The most effective way to institutionalise this discipline is to treat it as a recurring financial task, equivalent to filing the tax return itself or rebalancing the portfolio. The following workflow applies to the majority of Indian equity investors:
January 15–31: Annual Portfolio Review
Log into your brokerage and mutual fund platforms. Generate a consolidated capital gains statement showing all holdings, purchase dates, current values, and unrealised gains/losses. Identify every position with an unrealised loss. Identify every position with an unrealised gain of more than ₹1.25 lakh. Ask the investment question first: for each losing position, would you buy it again today at this price? If the answer is no, flag it for harvest. If the answer is yes, decide whether to hold or rotate temporarily for tax purposes.
February 1–28: Calculate Offsets and Plan Execution
Sum your total unrealised LTCL and STCL. Estimate your total LTCG and STCG for the financial year (including both realised gains from earlier in the year and gains you plan to realise before March 31). Calculate how much of your gains can be offset by your losses. If losses exceed gains, the surplus will carry forward for eight years (assuming you file your ITR by the due date). Prepare a list of sell orders (to harvest losses) and buy orders (to reinvest proceeds or rotate into index funds).
March 1–15: Execute the Harvest
Place sell orders for all flagged losing positions.
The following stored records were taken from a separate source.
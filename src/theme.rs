//! Theme
//!
//! Light and dark palettes as CSS custom properties. [`apply`] is the only place a theme
//! reaches the outside world.

use std::{fmt, str::FromStr};

use serde::{Deserialize, Serialize};
use thiserror::Error;

/// Unknown theme name
#[derive(Debug, Error, PartialEq, Eq)]
#[error("unknown theme: {0}")]
pub struct ThemeError(pub String);

/// Colour theme
#[derive(Debug, Clone, Copy, Default, PartialEq, Eq, Hash, Serialize, Deserialize)]
#[serde(rename_all = "lowercase")]
pub enum Theme {
    /// Light theme
    #[default]
    Light,

    /// Dark theme
    Dark,
}

/// Colours for one theme.
#[derive(Debug, Clone, Copy, PartialEq, Eq)]
pub struct Palette {
    /// `color-scheme` value
    pub color_scheme: &'static str,

    /// Meta `theme-color` for mobile browsers
    pub meta_theme_color: &'static str,

    /// CSS custom properties, in a fixed order
    pub properties: [(&'static str, &'static str); 7],
}

const LIGHT: Palette = Palette {
    color_scheme: "light",
    meta_theme_color: "#ffffff",
    properties: [
        ("--nav-bg", "#ffffff"),
        ("--nav-border", "#e2e8f0"),
        ("--card-bg", "#ffffff"),
        ("--card-border", "#e2e8f0"),
        ("--text-primary", "#0f172a"),
        ("--text-secondary", "#475569"),
        ("--sidebar-bg", "#f8fafc"),
    ],
};

const DARK: Palette = Palette {
    color_scheme: "dark",
    meta_theme_color: "#0f172a",
    properties: [
        ("--nav-bg", "#0f172a"),
        ("--nav-border", "#334155"),
        ("--card-bg", "#1e293b"),
        ("--card-border", "#475569"),
        ("--text-primary", "#f8fafc"),
        ("--text-secondary", "#cbd5e1"),
        ("--sidebar-bg", "#0c1426"),
    ],
};

impl Theme {
    /// Theme for a stored dark mode flag.
    pub fn from_dark(dark: bool) -> Self {
        if dark { Theme::Dark } else { Theme::Light }
    }

    /// Whether this is the dark theme
    pub fn is_dark(self) -> bool {
        self == Theme::Dark
    }

    /// The other theme
    #[must_use]
    pub fn toggled(self) -> Self {
        Self::from_dark(!self.is_dark())
    }

    /// Name, `light` or `dark`
    pub fn name(self) -> &'static str {
        match self {
            Theme::Light => "light",
            Theme::Dark => "dark",
        }
    }

    /// Colours for this theme
    pub fn palette(self) -> &'static Palette {
        match self {
            Theme::Light => &LIGHT,
            Theme::Dark => &DARK,
        }
    }
}

impl fmt::Display for Theme {
    fn fmt(&self, f: &mut fmt::Formatter<'_>) -> fmt::Result {
        f.write_str(self.name())
    }
}

impl FromStr for Theme {
    type Err = ThemeError;

    fn from_str(s: &str) -> Result<Self, Self::Err> {
        match s.trim().to_lowercase().as_str() {
            "light" => Ok(Theme::Light),
            "dark" => Ok(Theme::Dark),
            _ => Err(ThemeError(s.to_string())),
        }
    }
}

/// Receives the side effects of switching theme.
pub trait ThemeSink {
    /// Toggle the `dark` class on the document root.
    fn set_dark_class(&mut self, dark: bool);

    /// Set a CSS property on the document root.
    fn set_property(&mut self, name: &str, value: &str);

    /// Set the meta `theme-color`.
    fn set_meta_theme_color(&mut self, color: &str);
}

/// Push a theme's palette into `sink`.
pub fn apply(theme: Theme, sink: &mut dyn ThemeSink) {
    let palette = theme.palette();

    sink.set_dark_class(theme.is_dark());
    sink.set_property("color-scheme", palette.color_scheme);

    for (name, value) in palette.properties {
        sink.set_property(name, value);
    }

    sink.set_meta_theme_color(palette.meta_theme_color);
}
/// Errors driving the wizard
#[derive(Debug, Error, PartialEq, Eq)]
pub enum WizardError {
    /// The step's checks do not hold
    #[error("{0} step is incomplete")]
    StepIncomplete(ListingStep),

    /// There is no step after Review
    #[error("already at the last step")]
    LastStep,

    /// Submitting is only possible from the Review step
    #[error("listing can only be submitted from the review step")]
    NotAtReview,

    /// Terms have not been accepted
    #[error("terms and conditions have not been accepted")]
    TermsNotAccepted,

    /// A submission is in flight
    #[error("a submission is in progress")]
    Busy,

    /// No submission is in flight
    #[error("no submission is in progress")]
    NotSubmitting,
}

/// How buyers contact the seller.
#[derive(Debug, Clone, Copy, Default, PartialEq, Eq, Serialize, Deserialize)]
#[serde(rename_all = "lowercase")]
pub enum ContactMethod {
    /// Microsoft Teams chat
    #[default]
    Teams,
}

impl fmt::Display for ContactMethod {
    fn fmt(&self, f: &mut fmt::Formatter<'_>) -> fmt::Result {
        match self {
            ContactMethod::Teams => f.write_str("Microsoft Teams"),
        }
    }
}

/// Wizard step, in order.
#[derive(Debug, Clone, Copy, PartialEq, Eq, Hash, PartialOrd, Ord, Serialize, Deserialize)]
pub enum ListingStep {
    /// Title, description, category and condition
    BasicInfo,

    /// Photos
    Images,

    /// Price, exchange and location
    Pricing,

    /// Summary and terms
    Review,
}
Place buy orders for reinvestment destinations on the same day or next day to minimize time out of the market. If you are also harvesting the ₹1.25 lakh LTCG exemption, sell enough equity fund units to realise exactly ₹1.25 lakh in LTCG, then buy back the same fund the next day. Verify that all transactions have settled and appear correctly in your portfolio statement.
March 16–31: Confirmation and Documentation
Download final portfolio statements showing all realised gains and losses for the financial year. Confirm that your brokerage/platform has correctly classified each transaction as LTCG/STCG/LTCL/STCL based on holding period. Save these statements in a dedicated folder labeled with the financial year (e.g., "FY 2025-26 Capital Gains"). These documents will be required when you file your ITR in July.
July (by due date): File ITR and Lock in Carryforward
File your income tax return by the original due date (July 31 for most salaried individuals). Ensure the capital gains schedule in your ITR reflects all realised gains and losses for the year. If you have surplus losses that were not fully absorbed by gains in the current year, verify that the ITR software has correctly recorded those losses for carryforward. Late filing forfeits your carryforward rights permanently.
— Rohit Shenoy, RIA
Arjun set the calendar entry on March 12, the day after he completed his first harvest. The entry would repeat every year on January 15. The text read: "Portfolio tax review: identify losses, calculate offsets, prepare harvest plan. Execute by March 15. File ITR by July 31."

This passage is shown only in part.